Sunday, June 10, 2007

Molly Ivins on "fair and balanced" journalism

From Who Let the Dogs In?

And when the going gets tough for the press in America, the press fudges, the press jellies. That's what we're doing now. We are retreating to a fine old American press cop-out we like to call objectivity. Russell Baker once described it: "In the classic example, a refugee from Nazi Germany who appears on television saying monstrous things are happening in his homeland must be followed by a Nazi spokesman saying Adolf Hitler is the greatest boon to humanity since pasteurized milk. Real objectivity would require not only hard work by news people to determine which report was accurate, but also a willingness to put up with the abuse certain to follow publication of an objectively formed judgement. To escape the hardwork or the abuse, if one man says Hitler is an ogre, we instantly give you another to say Hitler is a prince. A man says the rockets won't work? We give you another who says they will.

"The public may not learn much about these fairly sensitive matters, but neither does it get another excuse to denounce the media for unfairness and lack of objectivity. In brief, society is teeming with people who become furious if told what the score is."

The American press has always had a tendency to assume that the truth must lie exactly halfway between any two opposing points of view. Thus, if the press presents the man who says Hitler is an ogre and the man who says Hitler is a prince, it believes it has done the full measure of its journalistic duty.

This tendency has been aggravated in recent years by a noticeable trend to substitute people who speak from a right-wing ideological perspective for those who know something about a given subject. Thus, we see, night after night, on MacNeil/Lehrer or Nightline, people who don't know jack about Iran or Nicaragua or arms control, but who are ready to tear up the pea patch in defense of the proposition that Ronald Reagan is a Great Leader beset by comsymps. They have nothing to offer in the way of facts or insight; they are presented as a way of keeping the networks from being charged with bias by people who are replete with bias and resistant to fact. The justification for putting them on the air is that "they represent a point of view."

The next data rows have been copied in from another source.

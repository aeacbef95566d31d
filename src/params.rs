//! Transform parameters — the authoritative configuration for one source image.
//!
//! DESIGN
//! ======
//! `TransformParameters` is mutated one field at a time through
//! `ParameterChange`, mirroring how an editor applies single user actions.
//! `apply` is the only mutation path, so clamping (quality, dpi, size
//! budget) and unit-switch conversion live in one place. Rotation is stored
//! exactly as mutated and normalized only when read for display or
//! transmission.

use std::fmt;
use std::str::FromStr;

use serde::{Deserialize, Serialize};

use crate::units::{self, Unit};

pub const DEFAULT_WIDTH: f64 = 1920.0;
pub const DEFAULT_HEIGHT: f64 = 1080.0;
pub const DEFAULT_QUALITY: u8 = 90;
pub const DEFAULT_DPI: u32 = 300;
pub const DEFAULT_BACKGROUND_COLOR: &str = "#FFFFFF";

// =============================================================================
// ENUM PARSING
// =============================================================================

/// A string did not name a known variant of a parameter enum.
#[derive(Debug, Clone, PartialEq, Eq, thiserror::Error)]
#[error("unknown {kind} '{value}'")]
pub struct ParseEnumError {
    kind: &'static str,
    value: String,
}

impl ParseEnumError {
    pub(crate) fn new(kind: &'static str, value: &str) -> Self {
        Self { kind, value: value.trim().to_string() }
    }
}

macro_rules! string_enum {
    ($ty:ident, $kind:literal, { $($variant:ident => $name:literal),+ $(,)? }) => {
        impl $ty {
            pub const ALL: &'static [$ty] = &[$($ty::$variant),+];

            #[must_use]
            pub fn as_str(self) -> &'static str {
                match self {
                    $(Self::$variant => $name),+
                }
            }
        }

        impl fmt::Display for $ty {
            fn fmt(&self, f: &mut fmt::Formatter<'_>) -> fmt::Result {
                f.write_str(self.as_str())
            }
        }

        impl FromStr for $ty {
            type Err = ParseEnumError;

            fn from_str(s: &str) -> Result<Self, Self::Err> {
                Self::ALL
                    .iter()
                    .copied()
                    .find(|v| v.as_str().eq_ignore_ascii_case(s.trim()))
                    .ok_or_else(|| ParseEnumError::new($kind, s))
            }
        }
    };
}

// =============================================================================
// FIELD TYPES
// =============================================================================

/// Fill strategy when the target aspect ratio differs from the source.
#[derive(Debug, Clone, Copy, PartialEq, Eq, Hash, Default, Serialize, Deserialize)]
#[serde(rename_all = "lowercase")]
pub enum FillMode {
    #[default]
    Stretch,
    Blur,
    Color,
}

string_enum!(FillMode, "mode", { Stretch => "stretch", Blur => "blur", Color => "color" });

/// Output encoding requested from the processing service.
#[derive(Debug, Clone, Copy, PartialEq, Eq, Hash, Default, Serialize, Deserialize)]
#[serde(rename_all = "lowercase")]
pub enum OutputFormat {
    #[default]
    Jpeg,
    Png,
    Webp,
    Pdf,
}

string_enum!(OutputFormat, "format", { Jpeg => "jpeg", Png => "png", Webp => "webp", Pdf => "pdf" });

impl OutputFormat {
    /// Format used for the interactive preview image. PDF previews render as JPEG.
    #[must_use]
    pub fn for_preview(self) -> Self {
        match self {
            Self::Pdf => Self::Jpeg,
            other => other,
        }
    }

    /// File extension for a downloaded artifact.
    #[must_use]
    pub fn extension(self) -> &'static str {
        self.as_str()
    }
}

/// Whether DPI is derived from the active unit or fixed by the user.
#[derive(Debug, Clone, Copy, PartialEq, Eq, Hash, Default, Serialize, Deserialize)]
#[serde(rename_all = "lowercase")]
pub enum ResolutionMode {
    #[default]
    Auto,
    Fixed,
}

string_enum!(ResolutionMode, "resolution mode", { Auto => "auto", Fixed => "fixed" });

/// Crop region in percentages of the source image.
#[derive(Debug, Clone, Copy, PartialEq, Serialize, Deserialize)]
pub struct CropRegion {
    pub x: f64,
    pub y: f64,
    pub width: f64,
    pub height: f64,
}

impl CropRegion {
    #[must_use]
    pub fn new(x: f64, y: f64, width: f64, height: f64) -> Self {
        Self { x, y, width, height }
    }

    /// A region with non-positive width or height means "no crop".
    #[must_use]
    pub fn is_effective(&self) -> bool {
        self.width > 0.0 && self.height > 0.0
    }
}

impl FromStr for CropRegion {
    type Err = ParseEnumError;

    /// Parse `x,y,width,height`.
    fn from_str(s: &str) -> Result<Self, Self::Err> {
        let parts: Vec<f64> = s
            .split(',')
            .map(|p| p.trim().parse::<f64>())
            .collect::<Result<_, _>>()
            .map_err(|_| ParseEnumError::new("crop region", s))?;
        match parts.as_slice() {
            [x, y, width, height] => Ok(Self::new(*x, *y, *width, *height)),
            _ => Err(ParseEnumError::new("crop region", s)),
        }
    }
}

/// Reduce any rotation to `[0, 360)`.
#[must_use]
pub fn normalize_rotation(degrees: i32) -> i32 {
    degrees.rem_euclid(360)
}

// =============================================================================
// TRANSFORM PARAMETERS
// =============================================================================

/// The full parameter set for one editing session.
#[derive(Debug, Clone, PartialEq, Serialize, Deserialize)]
pub struct TransformParameters {
    /// `None` while the field is being edited and empty.
    pub width: Option<f64>,
    pub height: Option<f64>,
    pub unit: Unit,
    pub mode: FillMode,
    pub format: OutputFormat,
    pub quality: u8,
    pub background_color: String,
    pub max_size_kb: Option<u32>,
    pub resolution_mode: ResolutionMode,
    pub dpi: u32,
    pub crop: Option<CropRegion>,
    /// Degrees as mutated; see [`TransformParameters::normalized_rotation`].
    pub rotation: i32,
}

impl Default for TransformParameters {
    fn default() -> Self {
        Self {
            width: Some(DEFAULT_WIDTH),
            height: Some(DEFAULT_HEIGHT),
            unit: Unit::Px,
            mode: FillMode::Stretch,
            format: OutputFormat::Jpeg,
            quality: DEFAULT_QUALITY,
            background_color: DEFAULT_BACKGROUND_COLOR.to_string(),
            max_size_kb: None,
            resolution_mode: ResolutionMode::Auto,
            dpi: DEFAULT_DPI,
            crop: None,
            rotation: 0,
        }
    }
}

/// A single user edit.
#[derive(Debug, Clone, PartialEq)]
pub enum ParameterChange {
    Width(Option<f64>),
    Height(Option<f64>),
    /// Switch the active unit, converting width and height.
    Unit(Unit),
    Mode(FillMode),
    Format(OutputFormat),
    Quality(u8),
    BackgroundColor(String),
    MaxSizeKb(Option<u32>),
    ResolutionMode(ResolutionMode),
    Dpi(u32),
    Crop(Option<CropRegion>),
    Rotation(i32),
    RotateLeft,
    RotateRight,
    /// Reset width and height to the source's natural size in the active unit.
    FitToSource { natural_width: u32, natural_height: u32 },
}

impl TransformParameters {
    /// Apply one edit.
    pub fn apply(&mut self, change: ParameterChange) {
        match change {
            ParameterChange::Width(w) => self.width = w,
            ParameterChange::Height(h) => self.height = h,
            ParameterChange::Unit(unit) => self.switch_unit(unit),
            ParameterChange::Mode(mode) => self.mode = mode,
            ParameterChange::Format(format) => self.format = format,
            ParameterChange::Quality(q) => self.quality = q.clamp(1, 100),
            ParameterChange::BackgroundColor(color) => self.background_color = color,
            ParameterChange::MaxSizeKb(kb) => self.max_size_kb = kb.filter(|kb| *kb > 0),
            ParameterChange::ResolutionMode(mode) => self.resolution_mode = mode,
            ParameterChange::Dpi(dpi) => self.dpi = dpi.max(1),
            ParameterChange::Crop(crop) => self.crop = crop,
            ParameterChange::Rotation(degrees) => self.rotation = degrees,
            ParameterChange::RotateLeft => self.rotation = (normalize_rotation(self.rotation) - 90) % 360,
            ParameterChange::RotateRight => self.rotation = (normalize_rotation(self.rotation) + 90) % 360,
            ParameterChange::FitToSource { natural_width, natural_height } => {
                let dpi = self.effective_dpi();
                let fit = |px: u32| units::round_for_unit(units::from_pixels(f64::from(px), self.unit, dpi), self.unit);
                self.width = Some(fit(natural_width));
                self.height = Some(fit(natural_height));
            }
        }
    }

    fn switch_unit(&mut self, unit: Unit) {
        let (width, height) =
            units::convert_dimensions(self.width, self.height, self.unit, unit, self.resolution_mode, self.dpi);
        self.unit = unit;
        self.width = Some(width);
        self.height = Some(height);
    }

    /// Rotation reduced to `[0, 360)`.
    #[must_use]
    pub fn normalized_rotation(&self) -> i32 {
        normalize_rotation(self.rotation)
    }

    /// `true` when both dimensions are present, finite and strictly positive.
    #[must_use]
    pub fn has_positive_dimensions(&self) -> bool {
        matches!((self.width, self.height), (Some(w), Some(h)) if w.is_finite() && h.is_finite() && w > 0.0 && h > 0.0)
    }

    /// The crop region to transmit, if it is a real sub-region.
    #[must_use]
    pub fn effective_crop(&self) -> Option<CropRegion> {
        self.crop.filter(CropRegion::is_effective)
    }

    /// Size-budget mode: the service picks quality to meet `max_size_kb`.
    #[must_use]
    pub fn quality_is_auto(&self) -> bool {
        self.max_size_kb.is_some()
    }

    /// DPI implied by the active unit and resolution mode.
    #[must_use]
    pub fn effective_dpi(&self) -> u32 {
        units::effective_dpi(self.resolution_mode, self.dpi, self.unit)
    }
}

#[cfg(test)]
#[path = "params_test.rs"]
mod tests;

The odd thing about these television discussions designed to "get all sides of the issue" is that they do not feature a spectrum of people with different views on reality: Rather, they frequently give us a face-off between those who see reality and those who have missed it entirely. In the name of objectivity, we are getting fantasyland.

- "The Fudge Factory," March 1987
And we're still getting fantasyland. And we're going to keep getting it until a media reform movement gets off the ground. And that will be an integral part of reforming (and saving) democracy itself.

3 comments:

Sheldon said...

That was a very nice and relevant extended quote. Yes, objectivity should mean fidelity to the facts of reality, instead of presenting "both sides of an issue".

The fact of the matter is, the objective facts often give better support to the position of "the left", and sometimes they give better support to the position of "the right". And of course what is "left" or "right" is dependent on the context of the historical moment.

In the creation evolution debate for example we are seeing this fallacious assumption promoted that the "truth is found in the middle" in the form of say Collin's "theistic evolution".

Anyway, thanks for bring this item of Ivin's thinking to my attention. She will be sorely missed.

Hume's Ghost said...

"... we're not living in the America of the past, where even partisans sometimes changed their views when faced with the facts. Instead, we're living in a country in which there is no longer such a thing as nonpolitical truth." - Paul Krugman

I think what the conservative movement has done with its "liberal bias" wedge is do what Intelligent Design intended to do with with its wedge strategy.

I'll write more about this in the future.

Sheldon said...

Glad you brought that up. I don't recall exactly where I read this. But the charge that the mainstream media had a "left-liberal bias" was an explicit strategy by the right.